The Department of Family and Community Medicine (FCM) was one of the first academic family medicine departments in the country and has innovated in clinical care, education, research, and community engagement for over fifty years. Our greatest strength is the diversity of our community. We acknowledge that we are working in and living on the ancestral lands of the Pueblo, Navajo, and Apache peoples who have lived here since time immemorial, and we strive to embrace the implications of this acknowledgment.
We are a passionate department that embraces the principles and practices of social accountability–the social contract that medicine has with society.

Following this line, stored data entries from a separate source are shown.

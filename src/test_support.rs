use std::{
    path::PathBuf,
    sync::atomic::{AtomicUsize, Ordering},
};

use jiff::civil::date;
use sea_orm::DatabaseConnection;

use crate::{
    db,
    models::{Cinema, Film, Room},
    repository::{CinemaRepository, CrudRepository, FilmRepository, RoomRepository},
};

/// Fresh migrated database. One connection, so every handle sees the same memory store.
pub async fn memory_db() -> DatabaseConnection {
    db::connect_and_migrate("sqlite::memory:", 1).await.unwrap()
}

/// Migrated database in a temporary file, shared by a pool of connections. The files go
/// away on drop.
pub struct FileDb {
    pub db: DatabaseConnection,
    path: PathBuf,
}

impl Drop for FileDb {
    fn drop(&mut self) {
        for suffix in ["", "-wal", "-shm"] {
            let mut file = self.path.clone().into_os_string();
            file.push(suffix);
            let _ = std::fs::remove_file(file);
        }
    }
}

pub async fn file_db(max_connections: u32) -> FileDb {
    static NEXT: AtomicUsize = AtomicUsize::new(0);
    let name = format!(
        "cineboard-test-{}-{}.db",
        std::process::id(),
        NEXT.fetch_add(1, Ordering::Relaxed)
    );
    let path = std::env::temp_dir().join(name);
    let url = format!("sqlite://{}?mode=rwc", path.display());
    let db = db::connect_and_migrate(&url, max_connections).await.unwrap();
    FileDb { db, path }
}

pub async fn seed_cinema(db: &DatabaseConnection, name: &str, street: Option<&str>) {
    let cinema = Cinema { name: name.to_string(), street: street.map(str::to_string), street_number: 1 };
    CinemaRepository::new(db.clone()).insert(cinema).await.unwrap();
}

pub async fn seed_room(db: &DatabaseConnection, cinema: &str, number: i32) {
    let room = Room {
        cinema_name: cinema.to_string(),
        number,
        capacity: 100,
        construction_date: date(2000, 1, 1),
    };
    RoomRepository::new(db.clone()).insert(room).await.unwrap();
}

pub async fn seed_film(db: &DatabaseConnection, title: &str) -> i32 {
    let film = Film { id: 0, title: title.to_string(), year: 1990, genre: "Drame".to_string() };
    FilmRepository::new(db.clone()).insert(film).await.unwrap()
}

Our mission is to improve the health and well-being of the populations of New Mexico and beyond by centering diversity and equity, providing excellent patient-centered care and advancing community-engaged, inclusive, and responsive education and research.
We envision a future where every individual and community have access to high-quality, comprehensive health care which in turn promotes a healthier, more just society. Our vision as the Department of Family and Community Medicine is to be a joyful, inclusive, and effective department where people have the knowledge, resources and tools to effectively move toward health equity with and for all New Mexicans.
We Innovate
Our clinicians work in interprofessional teams who care for over 18,500 medically housed patients and attend to not only their physical and mental maladies but also their upstream social and structural drivers of health. We are proud of our innovative models of care that embrace the breadth and depth of family medicine as a holistic specialty that can serve multigenerational families across the lifespan through a trauma-informed, asset-based perspective.
We Investigate
FCM is one of the nation’s top academic research departments in family medicine, with almost $20 million in annual grants and contracts that emphasize health equity research. Our faculty have expertise in maternal child health, addiction medicine, sports medicine, social care, health services research, primary care outcomes, community-engaged research, and patient experience research.
We Educate
In the late 1970s, our UNM Primary Care Curriculum became a model for problem-based learning that was adopted by the World Health Organization, thus, influencing medical education around the globe. Today, we continue to develop innovative curricula around the intersection of primary care and public health; culturally effective care, particularly as it relates to the people, history, culture, and environment of New Mexico; and the art and science that shapes the complex, comprehensive, and beautiful practice of family medicine. It should, thus, be no surprise that we are one of the nation’s top-ranked rural and family medicine programs. With over 500 graduates since 1973, our family medicine residency is one of the largest in the country, including support of the country’s first Indian Health Service residency in Shiprock, NM. Our fellowships in addiction medicine, sports medicine, and maternal child health attract candidates nationwide. We also take pride in the talented graduates of our growing Physician Assistant Program, who have been critical in helping address workforce shortages across rural New Mexico.
We Lead
DFCM faculty are key institutional leaders of several critical centers and offices, including the Clinical Translational Science Center, the Center for Native American Health, the Office of Community Health, our School of Medicine and Health Science Centers’ Offices for Diversity, Equity & Inclusion, and the Area Health Education Center (AHEC).
I am deeply honored to serve as Chair of this storied department, whose faculty and founder profoundly influenced me when I visited as a 4th-year medical student from New York City in 1995. As the daughter of immigrants who grew up in rural America, I have devoted my career to caring for underserved and historically marginalized populations and devoted much of my work as an academic toward developing tools and resources to promote health equity. I hope to continue to support and advance our department’s commitment to promoting justice, equity, diversity, and inclusion across all our mission areas of clinical care, education, research, and community engagement. As we embark upon the next fifty years of service, workforce development, scholarship, and partnerships, we will continue to advance health and health equity across the Land of Enchantment and beyond.